*Try it*. The lines to copy are those in the records below that hold the word "logging".

(Saved entries)
//! Tracing/logging initialization.

use tracing_subscriber::EnvFilter;

/// Initialize tracing/logging for the process.
///
/// JSON logs with timestamps, filterable via `RUST_LOG`. Safe to call
/// multiple times (subsequent calls are no-ops).
pub fn init() {
    let filter = EnvFilter::try_from_default_env().unwrap_or_else(|_| EnvFilter::new("info"));

    let _ = tracing_subscriber::fmt()
        .with_env_filter(filter)
        .json()
        .with_timer(tracing_subscriber::fmt::time::SystemTime)
        .with_target(false)
        .try_init();
}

*Exercise output*.
//! Tracing/logging initialization.
/// Initialize tracing/logging for the process.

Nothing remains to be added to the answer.